• _Task material_:
//! coffee-server - drinks menu API
//!
//! Serves the public menu and lets staff holding scoped bearer tokens
//! manage drinks.

use anyhow::Context;
use clap::Parser;

use coffee_server::db::DbService;
use coffee_server::{AppState, Config, api};

#[derive(Debug, Parser)]
#[command(name = "coffee-server", version, about = "Coffee shop drinks API")]
struct Cli {
    /// Drop and recreate all tables before serving. All records are lost.
    #[arg(long, env = "RESET_DB")]
    reset_db: bool,

    /// Insert the sample drink if it is not present
    #[arg(long, env = "SEED_DB")]
    seed: bool,
}

#[tokio::main]
async fn main() -> anyhow::Result<()> {
    // Load .env file
    let _ = dotenvy::dotenv();

    // Initialize tracing
    tracing_subscriber::fmt()
        .with_env_filter(
            tracing_subscriber::EnvFilter::try_from_default_env()
                .unwrap_or_else(|_| "coffee_server=info,tower_http=info".into()),
        )
        .init();

    let cli = Cli::parse();
    let config = Config::from_env().context("Invalid configuration")?;

    tracing::info!(
        database = %config.database_url,
        issuer = %config.issuer(),
        audience = %config.api_audience,
        "Starting coffee-server"
    );

    // Initialize application state (connects and migrates)
    let state = AppState::new(&config)
        .await
        .context("Failed to initialize application state")?;

    let db = DbService {
        pool: state.pool.clone(),
    };
    if cli.reset_db {
        db.reset().await.context("Failed to reset database")?;
    }
    if cli.seed {
        db.seed().await.context("Failed to seed database")?;
    }

    let app = api::build_app(state);

    let addr = config.listen_addr();
    let listener = tokio::net::TcpListener::bind(&addr)
        .await
        .with_context(|| format!("Failed to bind {addr}"))?;
    tracing::info!("coffee-server HTTP listening on {addr}");

    axum::serve(listener, app)
        .with_graceful_shutdown(shutdown_signal())
        .await
        .context("HTTP server error")?;

    tracing::info!("coffee-server stopped");
    Ok(())
}

async fn shutdown_signal() {
    if let Err(e) = tokio::signal::ctrl_c().await {
        tracing::error!("Failed to listen for shutdown signal: {e}");
    }
}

• _Exercise goal_:
Report the number of lines in the listing that include the string "AppState"; give nothing but the number.

• _Answer space_:
2